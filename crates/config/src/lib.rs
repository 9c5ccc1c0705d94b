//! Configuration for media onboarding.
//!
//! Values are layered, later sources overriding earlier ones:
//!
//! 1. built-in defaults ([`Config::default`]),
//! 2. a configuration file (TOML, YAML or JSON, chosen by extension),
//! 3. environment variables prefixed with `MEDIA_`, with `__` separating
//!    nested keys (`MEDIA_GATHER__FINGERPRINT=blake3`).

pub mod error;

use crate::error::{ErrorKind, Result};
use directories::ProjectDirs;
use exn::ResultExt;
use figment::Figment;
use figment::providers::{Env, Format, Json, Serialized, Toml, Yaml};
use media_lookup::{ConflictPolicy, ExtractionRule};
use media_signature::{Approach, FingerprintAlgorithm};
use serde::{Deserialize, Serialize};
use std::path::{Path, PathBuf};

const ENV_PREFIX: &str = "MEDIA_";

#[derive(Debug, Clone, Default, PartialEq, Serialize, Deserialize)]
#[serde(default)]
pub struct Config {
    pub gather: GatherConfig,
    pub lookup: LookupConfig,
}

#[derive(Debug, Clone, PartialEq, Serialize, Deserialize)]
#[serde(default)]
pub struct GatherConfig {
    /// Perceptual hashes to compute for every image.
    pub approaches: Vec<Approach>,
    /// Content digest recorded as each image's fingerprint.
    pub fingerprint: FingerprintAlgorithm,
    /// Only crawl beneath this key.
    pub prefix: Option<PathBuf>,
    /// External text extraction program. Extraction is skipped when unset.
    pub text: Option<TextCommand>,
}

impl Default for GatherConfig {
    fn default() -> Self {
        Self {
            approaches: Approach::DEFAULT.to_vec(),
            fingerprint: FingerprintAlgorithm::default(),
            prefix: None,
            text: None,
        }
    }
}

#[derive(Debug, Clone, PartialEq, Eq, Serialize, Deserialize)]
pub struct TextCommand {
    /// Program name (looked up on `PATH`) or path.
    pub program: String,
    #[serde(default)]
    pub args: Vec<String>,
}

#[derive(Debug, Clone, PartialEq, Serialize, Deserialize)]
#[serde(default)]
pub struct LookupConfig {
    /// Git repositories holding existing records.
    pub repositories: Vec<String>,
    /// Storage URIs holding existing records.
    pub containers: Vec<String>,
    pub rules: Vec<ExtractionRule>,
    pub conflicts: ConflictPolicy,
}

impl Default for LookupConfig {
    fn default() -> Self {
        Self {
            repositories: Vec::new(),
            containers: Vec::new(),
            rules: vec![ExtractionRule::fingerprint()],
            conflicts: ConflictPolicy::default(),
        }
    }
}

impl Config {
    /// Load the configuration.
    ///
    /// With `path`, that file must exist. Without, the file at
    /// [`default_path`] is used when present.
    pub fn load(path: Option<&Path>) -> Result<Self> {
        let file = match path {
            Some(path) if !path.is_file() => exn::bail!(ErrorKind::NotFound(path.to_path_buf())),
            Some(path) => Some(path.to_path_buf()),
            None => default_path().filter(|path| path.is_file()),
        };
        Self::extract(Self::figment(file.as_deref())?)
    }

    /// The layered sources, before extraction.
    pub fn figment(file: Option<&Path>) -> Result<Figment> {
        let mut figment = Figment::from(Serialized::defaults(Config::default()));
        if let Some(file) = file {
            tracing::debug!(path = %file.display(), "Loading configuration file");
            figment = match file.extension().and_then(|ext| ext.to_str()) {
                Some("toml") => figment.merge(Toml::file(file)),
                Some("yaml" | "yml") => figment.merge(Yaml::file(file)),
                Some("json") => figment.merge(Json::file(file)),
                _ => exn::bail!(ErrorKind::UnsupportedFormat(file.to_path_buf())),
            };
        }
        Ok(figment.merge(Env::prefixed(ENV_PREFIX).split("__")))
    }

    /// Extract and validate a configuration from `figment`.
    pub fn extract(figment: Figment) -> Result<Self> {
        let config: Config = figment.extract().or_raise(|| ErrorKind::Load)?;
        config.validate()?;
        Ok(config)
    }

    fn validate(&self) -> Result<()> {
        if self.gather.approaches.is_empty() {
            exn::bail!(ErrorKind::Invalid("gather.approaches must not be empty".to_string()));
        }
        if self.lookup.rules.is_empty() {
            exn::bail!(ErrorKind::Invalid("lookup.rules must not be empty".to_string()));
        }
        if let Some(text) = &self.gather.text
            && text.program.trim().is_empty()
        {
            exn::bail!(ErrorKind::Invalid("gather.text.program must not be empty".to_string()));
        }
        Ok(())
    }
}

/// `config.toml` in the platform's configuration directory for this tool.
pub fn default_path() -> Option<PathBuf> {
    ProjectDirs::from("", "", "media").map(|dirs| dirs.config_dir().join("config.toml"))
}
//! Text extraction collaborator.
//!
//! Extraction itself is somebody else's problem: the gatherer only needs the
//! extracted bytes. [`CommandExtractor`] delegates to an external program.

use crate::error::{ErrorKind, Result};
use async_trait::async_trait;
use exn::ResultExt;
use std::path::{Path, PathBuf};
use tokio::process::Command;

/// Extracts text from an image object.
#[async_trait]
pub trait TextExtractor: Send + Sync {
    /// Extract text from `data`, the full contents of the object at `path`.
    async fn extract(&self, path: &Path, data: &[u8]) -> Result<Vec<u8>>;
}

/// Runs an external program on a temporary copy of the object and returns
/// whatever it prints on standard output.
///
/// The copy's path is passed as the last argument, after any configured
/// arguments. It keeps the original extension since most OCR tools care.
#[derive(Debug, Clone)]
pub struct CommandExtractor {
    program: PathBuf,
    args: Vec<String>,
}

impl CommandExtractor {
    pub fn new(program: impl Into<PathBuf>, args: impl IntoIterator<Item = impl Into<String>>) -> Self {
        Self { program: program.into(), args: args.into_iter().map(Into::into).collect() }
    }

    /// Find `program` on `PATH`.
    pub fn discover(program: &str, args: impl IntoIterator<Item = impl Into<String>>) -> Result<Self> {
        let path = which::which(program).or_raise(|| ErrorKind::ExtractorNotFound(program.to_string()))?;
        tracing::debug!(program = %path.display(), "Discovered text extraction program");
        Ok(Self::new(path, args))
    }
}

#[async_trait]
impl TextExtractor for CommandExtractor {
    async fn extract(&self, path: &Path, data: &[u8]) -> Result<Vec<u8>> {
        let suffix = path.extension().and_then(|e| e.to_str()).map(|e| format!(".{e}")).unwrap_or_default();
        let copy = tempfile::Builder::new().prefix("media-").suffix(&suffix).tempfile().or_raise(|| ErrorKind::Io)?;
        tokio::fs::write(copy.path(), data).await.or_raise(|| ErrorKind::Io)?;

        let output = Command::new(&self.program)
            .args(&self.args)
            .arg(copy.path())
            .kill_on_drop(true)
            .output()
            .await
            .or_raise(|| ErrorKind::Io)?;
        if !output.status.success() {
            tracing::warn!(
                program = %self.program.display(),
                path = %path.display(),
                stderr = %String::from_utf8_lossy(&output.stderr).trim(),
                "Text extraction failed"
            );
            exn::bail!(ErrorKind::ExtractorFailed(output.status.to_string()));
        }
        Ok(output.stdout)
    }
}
◆ ◆ ◆ ◆ ◆
Directions: Return all of the lines above exactly, with none omitted.

Result for this exercise:
filename crates/config/src/lib.rs
repository 9c5ccc1c0705d94b
//! Configuration for media onboarding.
//!
//! Values are layered, later sources overriding earlier ones:
//!
//! 1. built-in defaults ([`Config::default`]),
//! 2. a configuration file (TOML, YAML or JSON, chosen by extension),
//! 3. environment variables prefixed with `MEDIA_`, with `__` separating
//!    nested keys (`MEDIA_GATHER__FINGERPRINT=blake3`).

pub mod error;

use crate::error::{ErrorKind, Result};
use directories::ProjectDirs;
use exn::ResultExt;
use figment::Figment;
use figment::providers::{Env, Format, Json, Serialized, Toml, Yaml};
use media_lookup::{ConflictPolicy, ExtractionRule};
use media_signature::{Approach, FingerprintAlgorithm};
use serde::{Deserialize, Serialize};
use std::path::{Path, PathBuf};

const ENV_PREFIX: &str = "MEDIA_";

#[derive(Debug, Clone, Default, PartialEq, Serialize, Deserialize)]
#[serde(default)]
pub struct Config {
    pub gather: GatherConfig,
    pub lookup: LookupConfig,
}

#[derive(Debug, Clone, PartialEq, Serialize, Deserialize)]
#[serde(default)]
pub struct GatherConfig {
    /// Perceptual hashes to compute for every image.
    pub approaches: Vec<Approach>,
    /// Content digest recorded as each image's fingerprint.
    pub fingerprint: FingerprintAlgorithm,
    /// Only crawl beneath this key.
    pub prefix: Option<PathBuf>,
    /// External text extraction program. Extraction is skipped when unset.
    pub text: Option<TextCommand>,
}

impl Default for GatherConfig {
    fn default() -> Self {
        Self {
            approaches: Approach::DEFAULT.to_vec(),
            fingerprint: FingerprintAlgorithm::default(),
            prefix: None,
            text: None,
        }
    }
}

#[derive(Debug, Clone, PartialEq, Eq, Serialize, Deserialize)]
pub struct TextCommand {
    /// Program name (looked up on `PATH`) or path.
    pub program: String,
    #[serde(default)]
    pub args: Vec<String>,
}

#[derive(Debug, Clone, PartialEq, Serialize, Deserialize)]
#[serde(default)]
pub struct LookupConfig {
    /// Git repositories holding existing records.
    pub repositories: Vec<String>,
    /// Storage URIs holding existing records.
    pub containers: Vec<String>,
    pub rules: Vec<ExtractionRule>,
    pub conflicts: ConflictPolicy,
}

impl Default for LookupConfig {
    fn default() -> Self {
        Self {
            repositories: Vec::new(),
            containers: Vec::new(),
            rules: vec![ExtractionRule::fingerprint()],
            conflicts: ConflictPolicy::default(),
        }
    }
}

impl Config {
    /// Load the configuration.
    ///
    /// With `path`, that file must exist. Without, the file at
    /// [`default_path`] is used when present.
    pub fn load(path: Option<&Path>) -> Result<Self> {
        let file = match path {
            Some(path) if !path.is_file() => exn::bail!(ErrorKind::NotFound(path.to_path_buf())),
            Some(path) => Some(path.to_path_buf()),
            None => default_path().filter(|path| path.is_file()),
        };
        Self::extract(Self::figment(file.as_deref())?)
    }

    /// The layered sources, before extraction.
    pub fn figment(file: Option<&Path>) -> Result<Figment> {
        let mut figment = Figment::from(Serialized::defaults(Config::default()));
        if let Some(file) = file {
            tracing::debug!(path = %file.display(), "Loading configuration file");
            figment = match file.extension().and_then(|ext| ext.to_str()) {
                Some("toml") => figment.merge(Toml::file(file)),
                Some("yaml" | "yml") => figment.merge(Yaml::file(file)),
                Some("json") => figment.merge(Json::file(file)),
                _ => exn::bail!(ErrorKind::UnsupportedFormat(file.to_path_buf())),
            };
        }
        Ok(figment.merge(Env::prefixed(ENV_PREFIX).split("__")))
    }

    /// Extract and validate a configuration from `figment`.
    pub fn extract(figment: Figment) -> Result<Self> {
        let config: Config = figment.extract().or_raise(|| ErrorKind::Load)?;
        config.validate()?;
        Ok(config)
    }

    fn validate(&self) -> Result<()> {
        if self.gather.approaches.is_empty() {
            exn::bail!(ErrorKind::Invalid("gather.approaches must not be empty".to_string()));
        }
        if self.lookup.rules.is_empty() {
            exn::bail!(ErrorKind::Invalid("lookup.rules must not be empty".to_string()));
        }
        if let Some(text) = &self.gather.text
            && text.program.trim().is_empty()
        {
            exn::bail!(ErrorKind::Invalid("gather.text.program must not be empty".to_string()));
        }
        Ok(())
    }
}

/// `config.toml` in the platform's configuration directory for this tool.
pub fn default_path() -> Option<PathBuf> {
    ProjectDirs::from("", "", "media").map(|dirs| dirs.config_dir().join("config.toml"))
}
//! Text extraction collaborator.
//!
//! Extraction itself is somebody else's problem: the gatherer only needs the
//! extracted bytes. [`CommandExtractor`] delegates to an external program.

use crate::error::{ErrorKind, Result};
use async_trait::async_trait;
use exn::ResultExt;
use std::path::{Path, PathBuf};
use tokio::process::Command;

/// Extracts text from an image object.
#[async_trait]
pub trait TextExtractor: Send + Sync {
    /// Extract text from `data`, the full contents of the object at `path`.
    async fn extract(&self, path: &Path, data: &[u8]) -> Result<Vec<u8>>;
}

/// Runs an external program on a temporary copy of the object and returns
/// whatever it prints on standard output.
///
/// The copy's path is passed as the last argument, after any configured
/// arguments. It keeps the original extension since most OCR tools care.
#[derive(Debug, Clone)]
pub struct CommandExtractor {
    program: PathBuf,
    args: Vec<String>,
}

impl CommandExtractor {
    pub fn new(program: impl Into<PathBuf>, args: impl IntoIterator<Item = impl Into<String>>) -> Self {
        Self { program: program.into(), args: args.into_iter().map(Into::into).collect() }
    }

    /// Find `program` on `PATH`.
    pub fn discover(program: &str, args: impl IntoIterator<Item = impl Into<String>>) -> Result<Self> {
        let path = which::which(program).or_raise(|| ErrorKind::ExtractorNotFound(program.to_string()))?;
        tracing::debug!(program = %path.display(), "Discovered text extraction program");
        Ok(Self::new(path, args))
    }
}

#[async_trait]
impl TextExtractor for CommandExtractor {
    async fn extract(&self, path: &Path, data: &[u8]) -> Result<Vec<u8>> {
        let suffix = path.extension().and_then(|e| e.to_str()).map(|e| format!(".{e}")).unwrap_or_default();
        let copy = tempfile::Builder::new().prefix("media-").suffix(&suffix).tempfile().or_raise(|| ErrorKind::Io)?;
        tokio::fs::write(copy.path(), data).await.or_raise(|| ErrorKind::Io)?;

        let output = Command::new(&self.program)
            .args(&self.args)
            .arg(copy.path())
            .kill_on_drop(true)
            .output()
            .await
            .or_raise(|| ErrorKind::Io)?;
        if !output.status.success() {
            tracing::warn!(
                program = %self.program.display(),
                path = %path.display(),
                stderr = %String::from_utf8_lossy(&output.stderr).trim(),
                "Text extraction failed"
            );
            exn::bail!(ErrorKind::ExtractorFailed(output.status.to_string()));
        }
        Ok(output.stdout)
    }
}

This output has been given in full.